Work task:
Count the lines in the entries that contain the string "NetConfig". State nothing but the number.

Stored items:
※
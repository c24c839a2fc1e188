//! Value injection, key presses and clicks.

use std::time::Duration;

use tracing::debug;

use crate::error::PageError;
use crate::page::{DomEvent, KeyInit, NodeRef, Page};

/// Writes a field's value and notifies framework listeners.
///
/// Implementations update the value synchronously and then fire whatever
/// events make the page's change detection see it as typed input.
pub trait ValueSetter: Send + Sync {
    fn set_field_value(&self, page: &dyn Page, node: NodeRef, value: &str) -> Result<(), PageError>;
}

/// Uses the prototype's native `value` setter, then dispatches `input`,
/// `change`, `keydown`, `keypress` and `keyup` in that order.
#[derive(Debug, Default, Clone, Copy)]
pub struct NativeValueSetter;

impl ValueSetter for NativeValueSetter {
    fn set_field_value(&self, page: &dyn Page, node: NodeRef, value: &str) -> Result<(), PageError> {
        page.set_value_native(node, value)?;
        let plain = KeyInit::default();
        for event in [
            DomEvent::Input,
            DomEvent::Change,
            DomEvent::KeyDown(plain),
            DomEvent::KeyPress(plain),
            DomEvent::KeyUp(plain),
        ] {
            page.dispatch_event(node, event)?;
        }
        Ok(())
    }
}

/// Synthesizes an Enter keydown, keypress and keyup on `node`.
pub fn press_enter(page: &dyn Page, node: NodeRef) -> Result<(), PageError> {
    debug!(?node, "pressing Enter");
    for event in [
        DomEvent::KeyDown(KeyInit::ENTER),
        DomEvent::KeyPress(KeyInit::ENTER),
        DomEvent::KeyUp(KeyInit::ENTER),
    ] {
        page.dispatch_event(node, event)?;
    }
    Ok(())
}

/// Scrolls `node` into view, waits `settle` for layout, then fires the
/// native `click()` followed by a synthetic `MouseEvent('click')`.
pub async fn click_element(page: &dyn Page, node: NodeRef, settle: Duration) -> Result<(), PageError> {
    page.scroll_into_view(node)?;
    tokio::time::sleep(settle).await;
    page.click(node)?;
    page.dispatch_event(node, DomEvent::MouseClick)
}
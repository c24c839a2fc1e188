use std::time::Duration;

use thiserror::Error;

/// Failures raised by a [`crate::page::Page`] backend.
#[derive(Debug, Error, Clone, PartialEq)]
pub enum PageError {
    /// The selector could not be parsed (or the browser rejected it).
    #[error("Invalid selector: {0}")]
    InvalidSelector(String),

    /// The node handle no longer refers to an element in the document.
    #[error("Stale node reference: {0}")]
    StaleNode(u64),

    /// Transport or evaluation failure in the underlying browser.
    #[error("Page backend error: {0}")]
    Backend(String),
}

/// Errors surfaced inside the automation pipeline. They never escape
/// [`crate::engine::AutomationEngine::handle_command`]; the dispatcher turns
/// them into failed [`crate::engine::ActionResult`]s.
#[derive(Debug, Error, Clone, PartialEq)]
pub enum AutomationError {
    #[error(transparent)]
    Page(#[from] PageError),

    #[error("Element not found within {}ms: {target}", .timeout.as_millis())]
    ElementTimeout { target: String, timeout: Duration },

    #[error("Missing parameter: {0}")]
    MissingParam(&'static str),
}

pub type Result<T, E = AutomationError> = std::result::Result<T, E>;
use async_trait::async_trait;
#[cfg(test)] use mockall::automock;
use std::net::SocketAddr;
use std::sync::Arc;
use tokio::net::UdpSocket;
use tracing::{error, trace};

use crate::frame::Frame;

/// The last hop before the wire. Every outgoing frame - first sends,
///  retransmissions, beacons - funnels through this trait, which lets the
///  tests replace the UDP socket with a recording mock and assert on the
///  finished bytes of each datagram.
#[cfg_attr(test, automock)]
#[async_trait]
pub trait SendSocket: Send + Sync + 'static {
    /// hand one finished frame to the OS, reporting the write result so the
    ///  pipeline decides how loudly to complain
    async fn send_datagram(&self, to: SocketAddr, datagram: &[u8]) -> std::io::Result<usize>;

    fn local_addr(&self) -> SocketAddr;
}

#[async_trait]
impl SendSocket for Arc<UdpSocket> {
    async fn send_datagram(&self, to: SocketAddr, datagram: &[u8]) -> std::io::Result<usize> {
        self.send_to(datagram, to).await
    }

    fn local_addr(&self) -> SocketAddr {
        self.as_ref().local_addr()
            .expect("a bound UDP socket has a local address")
    }
}

#[derive(Clone)]
pub struct SendPipeline {
    socket: Arc<dyn SendSocket>,
    trace_frames: bool,
}

impl SendPipeline {
    pub fn new(socket: Arc<dyn SendSocket>, trace_frames: bool) -> SendPipeline {
        SendPipeline { socket, trace_frames }
    }

    pub fn local_addr(&self) -> SocketAddr {
        self.socket.local_addr()
    }

    /// Patch the checksum into a fully serialized frame and send it. The
    ///  finalized buffer can be retained for checksum-correct re-sends via
    ///  [SendPipeline::do_send_packet].
    pub async fn finalize_and_send_packet(&self, to: SocketAddr, packet_buf: &mut [u8]) {
        Frame::finalize_checksum(packet_buf);
        self.do_send_packet(to, packet_buf).await;
    }

    /// Write a finalized frame to the socket. A failed write is logged and
    ///  otherwise treated like a lost datagram - reliable traffic recovers
    ///  through retransmission, everything else is fire-and-forget anyway.
    pub async fn do_send_packet(&self, to: SocketAddr, packet_buf: &[u8]) {
        if self.trace_frames {
            trace!("-> {:?}: {:02x?}", to, packet_buf);
        }
        if let Err(e) = self.socket.send_datagram(to, packet_buf).await {
            error!("sending {} bytes to {:?} failed: {}", packet_buf.len(), to, e);
        }
    }

    /// serialize, finalize and send a frame in one go - for stateless frames
    ///  that are not buffered for retransmission
    pub async fn send_frame(&self, to: SocketAddr, frame: &Frame) {
        let mut buf = bytes::BytesMut::new();
        frame.ser(&mut buf);
        self.finalize_and_send_packet(to, &mut buf).await;
    }
}
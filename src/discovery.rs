use std::net::SocketAddr;
use std::sync::Arc;
use std::time::{Duration, Instant};

use anyhow::Context;
use dashmap::DashMap;
use tokio::time::interval;
use tracing::{debug, info};

use crate::config::NetConfig;
use crate::frame::Frame;
use crate::send_pipeline::SendPipeline;
use crate::session::SessionManager;

/// Bind a UDP socket with SO_REUSEADDR so several endpoints on one host can
///  share the discovery port. The option must be set before bind, which the
///  std socket API cannot do, hence the raw socket on unix.
#[cfg(unix)]
pub fn bind_reusable(port: u16) -> anyhow::Result<std::net::UdpSocket> {
    use std::os::unix::io::FromRawFd;

    unsafe {
        let fd = libc::socket(libc::AF_INET, libc::SOCK_DGRAM, 0);
        if fd < 0 {
            return Err(std::io::Error::last_os_error()).context("creating discovery socket");
        }

        let reuse: libc::c_int = 1;
        if libc::setsockopt(
            fd,
            libc::SOL_SOCKET,
            libc::SO_REUSEADDR,
            &reuse as *const libc::c_int as *const libc::c_void,
            std::mem::size_of::<libc::c_int>() as libc::socklen_t,
        ) < 0
        {
            let err = std::io::Error::last_os_error();
            libc::close(fd);
            return Err(err).context("setting SO_REUSEADDR");
        }

        let mut addr: libc::sockaddr_in = std::mem::zeroed();
        addr.sin_family = libc::AF_INET as libc::sa_family_t;
        addr.sin_port = port.to_be();
        addr.sin_addr.s_addr = libc::INADDR_ANY;

        if libc::bind(
            fd,
            &addr as *const libc::sockaddr_in as *const libc::sockaddr,
            std::mem::size_of::<libc::sockaddr_in>() as libc::socklen_t,
        ) < 0
        {
            let err = std::io::Error::last_os_error();
            libc::close(fd);
            return Err(err).context(format!("binding discovery socket to port {}", port));
        }

        Ok(std::net::UdpSocket::from_raw_fd(fd))
    }
}

#[cfg(not(unix))]
pub fn bind_reusable(port: u16) -> anyhow::Result<std::net::UdpSocket> {
    Ok(std::net::UdpSocket::bind(("0.0.0.0", port))?)
}

/// the socket the server sends its beacons from
pub fn bind_beacon_socket(port: u16) -> anyhow::Result<tokio::net::UdpSocket> {
    let socket = bind_reusable(port)?;
    socket.set_broadcast(true).context("enabling broadcast")?;
    socket.set_nonblocking(true)?;
    Ok(tokio::net::UdpSocket::from_std(socket)?)
}

/// the socket a client listens for beacons on
pub fn bind_discovery_socket(port: u16) -> anyhow::Result<tokio::net::UdpSocket> {
    let socket = bind_reusable(port)?;
    socket.set_nonblocking(true)?;
    Ok(tokio::net::UdpSocket::from_std(socket)?)
}

/// Server side: announce this endpoint to the subnet at the configured
///  interval. The advertised count includes the server's own identity.
pub async fn run_beacon_loop(
    pipeline: Arc<SendPipeline>,
    target: SocketAddr,
    config: Arc<NetConfig>,
    sessions: Arc<SessionManager>,
) {
    info!("announcing {:?} to {:?} every {:?}", config.servername, target, config.server_heartbeat_delay);

    let mut beacon_interval = interval(config.server_heartbeat_delay);
    loop {
        beacon_interval.tick().await;

        let frame = Frame::ServerInformation {
            max_clients: config.max_clients,
            client_count: sessions.len() as u8 + 1,
            servername: config.servername.clone(),
        };
        pipeline.send_frame(target, &frame).await;
    }
}

/// a server known from its beacons
#[derive(Debug, Clone, PartialEq, Eq)]
pub struct DiscoveredServer {
    pub servername: String,
    pub max_clients: u8,
    pub client_count: u8,
    pub last_seen: Instant,
}

/// Client side: the rolling set of servers seen on the discovery port,
///  keyed by beacon source address. Entries decay when beacons stop.
pub struct ServerDirectory {
    entries: DashMap<SocketAddr, DiscoveredServer>,
    timeout: Duration,
}

impl ServerDirectory {
    pub fn new(timeout: Duration) -> ServerDirectory {
        ServerDirectory {
            entries: DashMap::new(),
            timeout,
        }
    }

    /// returns true iff the visible server list changed (a new server, or
    ///  one announcing different data)
    pub fn on_beacon(&self, from: SocketAddr, servername: String, max_clients: u8, client_count: u8) -> bool {
        let entry = DiscoveredServer {
            servername,
            max_clients,
            client_count,
            last_seen: Instant::now(),
        };

        match self.entries.insert(from, entry.clone()) {
            None => {
                debug!("discovered server {:?} at {:?}", entry.servername, from);
                true
            }
            Some(prev) => {
                prev.servername != entry.servername
                    || prev.max_clients != entry.max_clients
                    || prev.client_count != entry.client_count
            }
        }
    }

    /// drop servers whose beacons stopped; returns true iff any were dropped
    pub fn expire(&self) -> bool {
        let before = self.entries.len();
        self.entries.retain(|addr, server| {
            let keep = server.last_seen.elapsed() < self.timeout;
            if !keep {
                debug!("server at {:?} stopped sending beacons - dropping", addr);
            }
            keep
        });
        self.entries.len() != before
    }

    pub fn servers(&self) -> Vec<(SocketAddr, DiscoveredServer)> {
        self.entries.iter()
            .map(|e| (*e.key(), e.value().clone()))
            .collect()
    }

    pub fn len(&self) -> usize {
        self.entries.len()
    }

    pub fn is_empty(&self) -> bool {
        self.entries.is_empty()
    }
}
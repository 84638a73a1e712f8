use std::sync::Arc;
use std::time::Duration;

use bytes::Bytes;
use tokio::sync::mpsc;
use tokio::task::JoinHandle;
use tokio::time;
use tracing::debug;

use crate::peer::Peer;
use crate::send_pipeline::SendPipeline;
use crate::sequence::SeqNo;
use crate::session::SessionManager;

/// a peer that has to be removed, with the reason for the log upcall
#[derive(Debug, Clone, Copy, PartialEq, Eq)]
pub struct Eviction {
    pub peer_id: u8,
    pub reason: &'static str,
}

/// which send buffer entry a retransmit task watches
#[derive(Debug, Clone, Copy, PartialEq, Eq)]
pub enum SendSlot {
    Packet(SeqNo),
    Chunk(SeqNo, u16),
}

impl SendSlot {
    fn load(&self, peer: &Peer) -> Option<Bytes> {
        match *self {
            SendSlot::Packet(seq) => peer.send_packets.get(&seq).map(|e| e.value().clone()),
            SendSlot::Chunk(seq, slice_index) => {
                peer.send_chunks.get(&(seq, slice_index)).map(|e| e.value().clone())
            }
        }
    }
}

/// Arm the delayed re-send task for one reliable frame. Every `delay` the
///  task probes the peer's send buffer: an ACK has removed the entry by
///  then, or the frame goes out again. After `max_retries` re-sends the peer
///  is reported for eviction as unreachable.
///
/// The task ends on its own when the entry disappears (ACK) or the peer is
///  no longer registered (eviction, shutdown) - nothing has to cancel it.
pub fn arm_retransmit(
    pipeline: Arc<SendPipeline>,
    sessions: Arc<SessionManager>,
    peer_id: u8,
    slot: SendSlot,
    delay: Duration,
    max_retries: u32,
    evictions: mpsc::UnboundedSender<Eviction>,
) -> JoinHandle<()> {
    tokio::spawn(async move {
        let mut retries = 0;
        loop {
            time::sleep(delay).await;

            let peer = match sessions.get(peer_id) {
                Some(peer) => peer,
                None => return,
            };
            let packet_buf = match slot.load(&peer) {
                Some(buf) => buf,
                None => return, // ACKed in the meantime
            };

            if retries >= max_retries {
                debug!("peer {} did not acknowledge {:?} after {} re-sends - reporting as unreachable", peer_id, slot, retries);
                let _ = evictions.send(Eviction { peer_id, reason: "unreachable" });
                return;
            }

            retries += 1;
            debug!("re-sending {:?} to peer {} (attempt {})", slot, peer_id, retries);
            pipeline.do_send_packet(peer.addr, &packet_buf).await;
        }
    })
}
use std::net::SocketAddr;
use std::sync::atomic::{AtomicU16, Ordering};
use std::sync::Mutex;
use std::time::{Duration, Instant};

use bytes::Bytes;
use dashmap::DashMap;

use crate::reassembly::ChunkAssembler;
use crate::sequence::SeqNo;
use crate::sequencer::ReceiveSequencer;

/// the server's own identity in sender / destination fields
pub const SERVER_PEER_ID: u8 = 1;
/// destination id addressing every connected peer
pub const BROADCAST_PEER_ID: u8 = 0;

/// receive-side state, touched only by the listener task
pub struct PeerReceiver {
    pub sequencer: ReceiveSequencer,
    pub assembler: ChunkAssembler,
}

/// A remote endpoint with an established session. The server holds one per
///  connected client; a client holds exactly one, for the server.
///
/// The outgoing counters are written only by the sender task and the
///  receive-side state only by the listener task, so each piece of state has
///  a single writer. The send buffers are shared with the retransmit tasks,
///  which is why they live in concurrent maps: an ACK removes an entry while
///  a retransmit task may be probing a different one.
pub struct Peer {
    pub id: u8,
    pub addr: SocketAddr,
    pub username: String,
    pub color: u32,

    last_heard: Mutex<Instant>,

    reliable_local_out: AtomicU16,
    unreliable_local_out: AtomicU16,

    /// reliable outgoing sequence -> finalized frame awaiting ACK
    pub send_packets: DashMap<SeqNo, Bytes>,
    /// (reliable outgoing sequence, slice index) -> finalized frame
    pub send_chunks: DashMap<(SeqNo, u16), Bytes>,

    pub receiver: Mutex<PeerReceiver>,
}

impl Peer {
    pub fn new(id: u8, addr: SocketAddr, username: String, color: u32) -> Peer {
        Peer {
            id,
            addr,
            username,
            color,
            last_heard: Mutex::new(Instant::now()),
            reliable_local_out: AtomicU16::new(0),
            unreliable_local_out: AtomicU16::new(0),
            send_packets: DashMap::new(),
            send_chunks: DashMap::new(),
            receiver: Mutex::new(PeerReceiver {
                sequencer: ReceiveSequencer::new(),
                assembler: ChunkAssembler::new(),
            }),
        }
    }

    /// note an inbound frame from this peer's address
    pub fn touch(&self) {
        *self.last_heard.lock().unwrap() = Instant::now();
    }

    pub fn last_heard_elapsed(&self) -> Duration {
        self.last_heard.lock().unwrap().elapsed()
    }

    /// next outgoing reliable sequence; the first frame gets sequence 1
    pub fn next_reliable_seq(&self) -> SeqNo {
        SeqNo::from_raw(self.reliable_local_out.fetch_add(1, Ordering::Relaxed).wrapping_add(1))
    }

    /// next outgoing unreliable sequence
    pub fn next_unreliable_seq(&self) -> SeqNo {
        SeqNo::from_raw(self.unreliable_local_out.fetch_add(1, Ordering::Relaxed).wrapping_add(1))
    }

    /// ACK processing: drop the referenced frame from the send buffer. The
    ///  retransmit task armed for it observes the absence and exits.
    pub fn on_ack(&self, seq: SeqNo, slice_index: Option<u16>) -> bool {
        match slice_index {
            None => self.send_packets.remove(&seq).is_some(),
            Some(slice_index) => self.send_chunks.remove(&(seq, slice_index)).is_some(),
        }
    }

    /// frames still awaiting an ACK
    pub fn unacked_len(&self) -> usize {
        self.send_packets.len() + self.send_chunks.len()
    }
}

#[cfg(test)]
mod tests {
    use super::*;

    fn peer() -> Peer {
        Peer::new(2, SocketAddr::from(([127, 0, 0, 1], 4567)), "a".to_string(), 0xffffffff)
    }

    #[test]
    fn test_sequence_assignment_starts_at_one() {
        let peer = peer();
        assert_eq!(peer.next_reliable_seq(), SeqNo::from_raw(1));
        assert_eq!(peer.next_reliable_seq(), SeqNo::from_raw(2));
        // the two channels count independently
        assert_eq!(peer.next_unreliable_seq(), SeqNo::from_raw(1));
    }

    #[test]
    fn test_sequence_assignment_wraps() {
        let peer = peer();
        peer.reliable_local_out.store(0xfffe, Ordering::Relaxed);
        assert_eq!(peer.next_reliable_seq(), SeqNo::from_raw(0xffff));
        assert_eq!(peer.next_reliable_seq(), SeqNo::from_raw(0));
        assert_eq!(peer.next_reliable_seq(), SeqNo::from_raw(1));
    }

    #[test]
    fn test_ack_removes_buffered_frame() {
        let peer = peer();
        peer.send_packets.insert(SeqNo::from_raw(3), Bytes::from_static(&[1, 2]));
        peer.send_chunks.insert((SeqNo::from_raw(4), 1), Bytes::from_static(&[3]));
        assert_eq!(peer.unacked_len(), 2);

        assert!(peer.on_ack(SeqNo::from_raw(3), None));
        assert!(!peer.on_ack(SeqNo::from_raw(3), None));

        assert!(peer.on_ack(SeqNo::from_raw(4), Some(1)));
        assert!(!peer.on_ack(SeqNo::from_raw(4), Some(2)));
        assert_eq!(peer.unacked_len(), 0);
    }
}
※
Solution to this exercise:
2